5. Drink the damn tea.
Trust me when I say this will help you, even if it is purely to unclog your stuffy nose. Echinacea is good. Green tea is good. Honey and hot water is good. Licorice root is especially great for a scratchy throat and if you like licorice, tastes particularly awesome (bonus!). Hot food works well too, as does Mi Goreng says Man Flu Victim.
6. Vitamin C, Vitamin C, Vitamin C.
Oranges, sweet potato, red capsicum, broccoli and sweet potato are all great sources of Vitamin C, although should be incorporated in your diet regularly. Although there is no evidence that Vitamin C can prevent a man flu, it has been shown to reduce the length and symptoms. Daily intake can assist iron absorption as well, so we’ve got an all-round winner here. Man Flu Victim suggests Berocca. A worthy mention.

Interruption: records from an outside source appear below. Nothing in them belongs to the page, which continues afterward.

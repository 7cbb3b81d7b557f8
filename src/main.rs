use actix_cors::Cors;
use actix_web::{error, http::StatusCode, middleware, web, App, HttpResponse, HttpServer};
use nearest_tow::config::{LoggingSettings, Settings};
use nearest_tow::routes::{self, AppState};
use nearest_tow::services::{
    CacheManager, CompanyPool, GeoResolver, NominatimGeoResolver, NoopGeoResolver,
    PostgresClient, ReferenceIndex, TowTruckPool,
};
use std::sync::Arc;
use std::time::Duration;
use tracing::{error, info};
use tracing_subscriber::EnvFilter;

/// JSON error response for JSON payload errors
#[derive(Debug, serde::Serialize)]
pub struct JsonError {
    pub error: String,
    pub message: String,
    pub status_code: u16,
}

impl std::fmt::Display for JsonError {
    fn fmt(&self, f: &mut std::fmt::Formatter<'_>) -> std::fmt::Result {
        write!(f, "{}: {}", self.error, self.message)
    }
}

impl std::error::Error for JsonError {}

impl error::ResponseError for JsonError {
    fn error_response(&self) -> HttpResponse {
        HttpResponse::build(StatusCode::from_u16(self.status_code).unwrap_or(StatusCode::BAD_REQUEST))
            .json(self)
    }
}

/// Handle query payload errors
pub fn handle_query_payload_error(err: error::QueryPayloadError, req: &actix_web::HttpRequest) -> actix_web::Error {
    tracing::info!("Query error on {}: {}", req.path(), err);
    JsonError {
        error: "invalid_query".to_string(),
        message: format!("Invalid query: {}", err),
        status_code: 400,
    }
    .into()
}

/// Handle path parameter errors
pub fn handle_path_error(err: error::PathError, req: &actix_web::HttpRequest) -> actix_web::Error {
    tracing::info!("Path error on {}: {}", req.path(), err);
    JsonError {
        error: "invalid_path".to_string(),
        message: format!("Invalid path parameter: {}", err),
        status_code: 400,
    }
    .into()
}

fn init_logging(logging: &LoggingSettings) {
    let filter = EnvFilter::try_from_default_env()
        .unwrap_or_else(|_| EnvFilter::new(&logging.level));

    let subscriber = tracing_subscriber::fmt()
        .with_env_filter(filter)
        .with_target(false)
        .with_level(true);

    if logging.format == "pretty" {
        subscriber.pretty().init();
    } else {
        subscriber.json().init();
    }
}

#[actix_web::main]
async fn main() -> std::io::Result<()> {
    // Load .env file if present
    dotenv::dotenv().ok();

    let settings = Settings::load().map_err(|e| {
        eprintln!("Configuration error: {}", e);
        std::io::Error::other(e)
    })?;

    init_logging(&settings.logging);

    info!("Starting Nearest Tow service...");

    let postgres = Arc::new(
        PostgresClient::from_settings(
            &settings.database.url,
            settings.database.max_connections,
            settings.database.min_connections,
            settings.database.acquire_timeout_secs,
            settings.database.idle_timeout_secs,
        )
        .await
        .map_err(|e| {
            error!("Failed to connect to PostgreSQL: {}", e);
            std::io::Error::other(e)
        })?,
    );

    info!("PostgreSQL client initialized");

    let reference = Arc::new(ReferenceIndex::load(&postgres).await.map_err(|e| {
        error!("Failed to load reference data: {}", e);
        std::io::Error::other(e)
    })?);

    // Reverse geocoding is optional; without it searches rely on explicit areas
    let geo: Arc<dyn GeoResolver> = if settings.geocoder.enabled {
        let cache = CacheManager::from_settings(
            settings.cache.redis_url.as_deref(),
            settings.cache.l1_cache_size(),
            settings.cache.ttl_secs(),
        )
        .await;

        let resolver = NominatimGeoResolver::new(
            settings.geocoder.endpoint.clone(),
            settings.geocoder.user_agent.clone(),
            Duration::from_secs(settings.geocoder.timeout_secs),
            Arc::clone(&reference),
            Some(Arc::new(cache)),
        )
        .map_err(|e| {
            error!("Failed to create geocoder: {}", e);
            std::io::Error::other(e)
        })?;

        info!("Reverse geocoding enabled ({})", settings.geocoder.endpoint);
        Arc::new(resolver)
    } else {
        info!("Reverse geocoding disabled");
        Arc::new(NoopGeoResolver)
    };

    let app_state = AppState {
        tow_trucks: TowTruckPool::new(Arc::clone(&postgres)),
        companies: CompanyPool::new(Arc::clone(&postgres)),
        postgres,
        geo,
        reference,
        matching: settings.matching.clone(),
    };

    let host = settings.server.host.clone();
    let port = settings.server.port;
    let workers = settings.server.workers.unwrap_or(4);

    info!("Starting HTTP server on {}:{}", host, port);

    HttpServer::new(move || {
        let cors = Cors::permissive();

        App::new()
            .app_data(web::Data::new(app_state.clone()))
            .app_data(web::QueryConfig::default().error_handler(handle_query_payload_error))
            .app_data(web::PathConfig::default().error_handler(handle_path_error))
            .wrap(cors)
            .wrap(middleware::Logger::default())
            .wrap(middleware::Compress::default())
            .configure(routes::configure_routes)
    })
    .workers(workers)
    .bind((host, port))?
    .run()
    .await
}
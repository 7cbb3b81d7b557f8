// Integration tests for Nearest Tow

use async_trait::async_trait;
use nearest_tow::config::MatchingSettings;
use nearest_tow::models::{
    CandidateKind, Company, CompanyContact, GeoPoint, NearestQuery, OperatingArea, RatingSummary,
    ResolvedArea, TowTruck,
};
use nearest_tow::routes::{search, SearchError};
use nearest_tow::services::{GeoResolver, GeocodeError, InMemoryPool, NoopGeoResolver, StaticRatings};
use std::collections::HashSet;

const USER: (f64, f64) = (39.9334, 32.8597); // Kızılay, Ankara

/// Tow truck whose company sits `km` kilometers north of the user
fn create_tow_truck(id: i32, province_id: i32, district_id: i32, km: Option<f64>) -> TowTruck {
    TowTruck {
        id,
        company_id: 100 + id,
        license_plate: format!("06 TR {:03}", id),
        driver_name: format!("Driver {}", id),
        driver_photo_url: None,
        operating_areas: vec![OperatingArea {
            province_id,
            district_id,
            city: "Ankara".to_string(),
            district: String::new(),
        }],
        is_active: true,
        company: CompanyContact {
            name: format!("Kurtarma {}", id),
            phone: "03120000000".to_string(),
            location: km.and_then(|km| GeoPoint::new(USER.0 + km / 111.195, USER.1)),
            ..Default::default()
        },
        updated_at: None,
    }
}

fn create_company(id: i32, province_id: i32, district_id: i32, km: f64) -> Company {
    let lat = USER.0 + km / 111.195;
    Company {
        id,
        first_name: "Ayşe".to_string(),
        last_name: "Yılmaz".to_string(),
        province_id,
        district_id,
        latitude: Some(lat),
        longitude: Some(USER.1),
        service_city: "Ankara".to_string(),
        service_district: None,
        is_active: true,
        contact: CompanyContact {
            name: format!("Firma {}", id),
            phone: "03121111111".to_string(),
            location: GeoPoint::new(lat, USER.1),
            ..Default::default()
        },
        areas: vec![],
    }
    .with_home_area()
}

fn query(limit: Option<i64>, province_id: Option<i32>, district_id: Option<i32>) -> NearestQuery {
    NearestQuery {
        latitude: Some(USER.0),
        longitude: Some(USER.1),
        limit,
        province_id,
        district_id,
    }
}

/// Geo resolver that always answers with the same area
struct FixedArea(ResolvedArea);

#[async_trait]
impl GeoResolver for FixedArea {
    async fn resolve(&self, _point: GeoPoint) -> Result<ResolvedArea, GeocodeError> {
        Ok(self.0)
    }
}

/// Geo resolver that always fails
struct Unreachable;

#[async_trait]
impl GeoResolver for Unreachable {
    async fn resolve(&self, _point: GeoPoint) -> Result<ResolvedArea, GeocodeError> {
        Err(GeocodeError::ApiError("service unavailable".to_string()))
    }
}

#[derive(Debug)]
struct StoreDown;

impl std::fmt::Display for StoreDown {
    fn fmt(&self, f: &mut std::fmt::Formatter<'_>) -> std::fmt::Result {
        write!(f, "store unavailable")
    }
}

impl std::error::Error for StoreDown {}

/// Provider whose every query fails
struct BrokenPool;

#[async_trait]
impl nearest_tow::CandidateProvider for BrokenPool {
    type Candidate = TowTruck;
    type Error = StoreDown;

    async fn by_district(&self, _: i32, _: &[i32]) -> Result<Vec<TowTruck>, StoreDown> {
        Err(StoreDown)
    }

    async fn by_province(&self, _: i32, _: &[i32]) -> Result<Vec<TowTruck>, StoreDown> {
        Err(StoreDown)
    }

    async fn all(&self, _: &[i32]) -> Result<Vec<TowTruck>, StoreDown> {
        Err(StoreDown)
    }

    async fn random_sample(&self, _: usize, _: &[i32]) -> Result<Vec<TowTruck>, StoreDown> {
        Err(StoreDown)
    }
}

#[tokio::test]
async fn test_district_tier_fills_small_quota() {
    let mut trucks = vec![
        create_tow_truck(1, 6, 601, Some(2.0)),
        create_tow_truck(2, 6, 601, Some(5.0)),
        create_tow_truck(3, 6, 601, Some(1.0)),
    ];
    trucks.extend((10..20).map(|id| create_tow_truck(id, 6, 602, Some(30.0 + id as f64))));
    let pool = InMemoryPool::new(trucks);

    let results = search(
        &query(Some(2), Some(6), Some(601)),
        &MatchingSettings::default(),
        &NoopGeoResolver,
        &pool,
        &StaticRatings::default(),
    )
    .await
    .unwrap();

    let ids: Vec<i32> = results.iter().map(|r| r.candidate.id).collect();
    assert_eq!(ids, vec![3, 1]);
    assert!((results[0].distance.unwrap() - 1.0).abs() < 0.05);
    assert!((results[1].distance.unwrap() - 2.0).abs() < 0.05);
}

#[tokio::test]
async fn test_nationwide_fallback_finds_distant_truck() {
    let pool = InMemoryPool::new(vec![create_tow_truck(7, 34, 3401, Some(50.0))]);

    let results = search(
        &query(Some(5), Some(6), Some(601)),
        &MatchingSettings::default(),
        &NoopGeoResolver,
        &pool,
        &StaticRatings::default(),
    )
    .await
    .unwrap();

    assert_eq!(results.len(), 1);
    assert_eq!(results[0].candidate.id, 7);
    assert!((results[0].distance.unwrap() - 50.0).abs() < 0.5);
}

#[tokio::test]
async fn test_without_coordinates_returns_random_sample() {
    let pool = InMemoryPool::new((1..=30).map(|id| create_tow_truck(id, 6, 601, Some(1.0))).collect());

    let no_geo = NearestQuery {
        latitude: None,
        longitude: None,
        limit: Some(20),
        province_id: None,
        district_id: None,
    };

    let results = search(
        &no_geo,
        &MatchingSettings::default(),
        &NoopGeoResolver,
        &pool,
        &StaticRatings::default(),
    )
    .await
    .unwrap();

    assert_eq!(results.len(), 20);
    let unique: HashSet<i32> = results.iter().map(|r| r.candidate.id).collect();
    assert_eq!(unique.len(), 20);
    assert!(results.iter().all(|r| r.distance.is_none()));
}

#[tokio::test]
async fn test_zero_zero_means_no_coordinates() {
    let pool = InMemoryPool::new((1..=5).map(|id| create_tow_truck(id, 6, 601, Some(id as f64))).collect());

    let null_island = NearestQuery {
        latitude: Some(0.0),
        longitude: Some(0.0),
        limit: Some(3),
        province_id: None,
        district_id: None,
    };

    // Would fill province 6 if the origin were treated as real
    let geo = FixedArea(ResolvedArea {
        province_id: Some(99),
        district_id: None,
    });

    let results = search(&null_island, &MatchingSettings::default(), &geo, &pool, &StaticRatings::default())
        .await
        .unwrap();

    assert_eq!(results.len(), 3);
    assert!(results.iter().all(|r| r.distance.is_none()));
}

#[tokio::test]
async fn test_default_limits_per_variant() {
    let trucks = InMemoryPool::new((1..=40).map(|id| create_tow_truck(id, 6, 601, Some(id as f64))).collect());
    let companies = InMemoryPool::new((1..=40).map(|id| create_company(id, 6, 601, id as f64)).collect());
    let matching = MatchingSettings::default();
    let ratings = StaticRatings::default();

    let truck_results = search(&query(None, None, None), &matching, &NoopGeoResolver, &trucks, &ratings)
        .await
        .unwrap();
    let company_results = search(&query(None, None, None), &matching, &NoopGeoResolver, &companies, &ratings)
        .await
        .unwrap();

    assert_eq!(truck_results.len(), 20);
    assert_eq!(company_results.len(), 10);

    // Nearest first
    assert_eq!(company_results[0].candidate.id, 1);
    assert!(company_results
        .windows(2)
        .all(|w| w[0].distance.unwrap() <= w[1].distance.unwrap()));
}

#[tokio::test]
async fn test_invalid_limit_is_rejected() {
    let pool = InMemoryPool::new(vec![create_tow_truck(1, 6, 601, Some(1.0))]);

    for limit in [0, 51, -1] {
        let result = search(
            &query(Some(limit), None, None),
            &MatchingSettings::default(),
            &NoopGeoResolver,
            &pool,
            &StaticRatings::default(),
        )
        .await;

        assert!(matches!(result, Err(SearchError::InvalidQuery(_))), "limit {}", limit);
    }
}

#[tokio::test]
async fn test_geo_resolver_fills_missing_area() {
    let pool = InMemoryPool::new(vec![
        create_tow_truck(1, 6, 601, Some(40.0)),
        create_tow_truck(2, 6, 602, Some(3.0)),
        create_tow_truck(3, 6, 603, Some(1.0)),
    ]);

    let geo = FixedArea(ResolvedArea {
        province_id: Some(6),
        district_id: Some(601),
    });

    // Quota of one is satisfied by the resolved district alone
    let results = search(&query(Some(1), None, None), &MatchingSettings::default(), &geo, &pool, &StaticRatings::default())
        .await
        .unwrap();

    assert_eq!(results.len(), 1);
    assert_eq!(results[0].candidate.id, 1);
}

#[tokio::test]
async fn test_explicit_area_wins_over_geo_resolver() {
    let pool = InMemoryPool::new(vec![
        create_tow_truck(1, 6, 601, Some(40.0)),
        create_tow_truck(2, 6, 602, Some(3.0)),
    ]);

    let geo = FixedArea(ResolvedArea {
        province_id: Some(6),
        district_id: Some(601),
    });

    let results = search(
        &query(Some(1), Some(6), Some(602)),
        &MatchingSettings::default(),
        &geo,
        &pool,
        &StaticRatings::default(),
    )
    .await
    .unwrap();

    assert_eq!(results[0].candidate.id, 2);
}

#[tokio::test]
async fn test_geocoded_district_outside_requested_province_is_ignored() {
    let pool = InMemoryPool::new(vec![
        create_tow_truck(1, 34, 3401, Some(333.0)),
        create_tow_truck(2, 6, 601, Some(5.5)),
    ]);

    let geo = FixedArea(ResolvedArea {
        province_id: Some(34),
        district_id: Some(3401),
    });

    let results = search(&query(Some(1), Some(6), None), &MatchingSettings::default(), &geo, &pool, &StaticRatings::default())
        .await
        .unwrap();

    let ids: Vec<i32> = results.iter().map(|r| r.candidate.id).collect();
    assert_eq!(ids, vec![2]);
    assert!((results[0].distance.unwrap() - 5.5).abs() < 0.1);
}

#[tokio::test]
async fn test_geo_failure_degrades_to_distance_search() {
    let pool = InMemoryPool::new(vec![
        create_tow_truck(1, 6, 601, Some(8.0)),
        create_tow_truck(2, 34, 3401, Some(2.0)),
    ]);

    let results = search(&query(Some(5), None, None), &MatchingSettings::default(), &Unreachable, &pool, &StaticRatings::default())
        .await
        .unwrap();

    let ids: Vec<i32> = results.iter().map(|r| r.candidate.id).collect();
    assert_eq!(ids, vec![2, 1]);
}

#[tokio::test]
async fn test_store_failure_fails_request() {
    let result = search(
        &query(Some(5), Some(6), Some(601)),
        &MatchingSettings::default(),
        &NoopGeoResolver,
        &BrokenPool,
        &StaticRatings::default(),
    )
    .await;

    match result {
        Err(SearchError::Candidates(e)) => assert_eq!(e.to_string(), "store unavailable"),
        other => panic!("expected candidate failure, got {:?}", other.map(|r| r.len())),
    }
}

#[tokio::test]
async fn test_results_carry_ratings_and_contact() {
    let pool = InMemoryPool::new(vec![
        create_tow_truck(1, 6, 601, Some(1.0)),
        create_tow_truck(2, 6, 601, Some(2.0)),
    ]);
    let ratings = StaticRatings::default().with(
        CandidateKind::TowTruck,
        2,
        RatingSummary::from_raw(4.666, 3),
    );

    let results = search(&query(Some(5), Some(6), Some(601)), &MatchingSettings::default(), &NoopGeoResolver, &pool, &ratings)
        .await
        .unwrap();

    assert_eq!(results[0].review_count, 0);
    assert_eq!(results[0].average_rating, 0.0);
    assert_eq!(results[1].average_rating, 4.7);
    assert_eq!(results[1].review_count, 3);
    assert_eq!(results[1].company_name, "Kurtarma 2");

    let json = serde_json::to_value(&results).unwrap();
    assert_eq!(json[1]["companyPhone"], "03120000000");
    assert_eq!(json[1]["licensePlate"], "06 TR 002");
    assert_eq!(json[1]["operatingAreas"][0]["districtId"], 601);
}

#[tokio::test]
async fn test_empty_pool_returns_empty_list() {
    let pool: InMemoryPool<Company> = InMemoryPool::new(vec![]);

    let results = search(&query(None, Some(6), Some(601)), &MatchingSettings::default(), &NoopGeoResolver, &pool, &StaticRatings::default())
        .await
        .unwrap();

    assert!(results.is_empty());
    assert_eq!(serde_json::to_string(&results).unwrap(), "[]");
}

7. Burn that midnight Eucalyptus Oil.
Invest in a humidifier or oil burner and breathe easier. It’s like a souped up version of Vicks. Expect a soothed throat and clearer sinuses. Menthol, Eucalyptus Oil and Vicks Vapouriser Oil are all great options. I prefer Eucalyptus because it’s relatively cheap and reminds me of eating Eucalyptus drops at recess in primary school. It also makes me nostalgic for how much I could buy with $2 at the canteen, but that’s another story.
8. Rest. Stay put. Do nothing.
No, this is not a trap. You need sleep and warm socks and blankets and plenty of it. Going up on a Tuesday when it’s cold and raining and you’ve got a sore throat will only plunge you further into the depths of Man Flu. Repeat after me, rest is my friend. Man Flu Victim has an interesting response to this suggestion: “I have to say that although this is true, there sometimes comes a point in the recovery phase that it just doesn’t get any better and you’re just sitting at 20% sickness levels. At this stage you should just get on with life as normal i.e. Drink at your mates house and follow with beers at the Lowenbrau.” Although I wouldn’t advise this course of action, this Man Flu Victim is now back to “normal.” Probably not from the beers though.
We’ve got this guys. To paraphrase the great Gloria Gaynor, you WILL survive.